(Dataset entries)
• • •

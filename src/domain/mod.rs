//! Domain types for vidscribe.
//!
//! This module contains the core data structures:
//! - Duration: catalog duration normalization and hour rounding
//! - Catalog: external catalog entries
//! - Quota: per-user resource ledger entry
//! - Video: stored videos, transcript chunks and the lifecycle status

pub mod catalog;
pub mod duration;
pub mod quota;
pub mod video;

// Re-export commonly used types
pub use catalog::{CatalogItem, PlaylistEntry};
pub use duration::{duration_to_minutes, hours_for_minutes};
pub use quota::{Quota, QuotaDefaults, QuotaUpdate};
pub use video::{
    NewVideo, RetryAction, Transcript, TranscriptChunk, TranscriptSegment, Video, VideoOrigin,
    VideoStatus,
};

• • •

Exercise instructions ▸ Go through the records above and return each line in which the word "types" occurs.

Output of the task ▸
//! Domain types for vidscribe.
// Re-export commonly used types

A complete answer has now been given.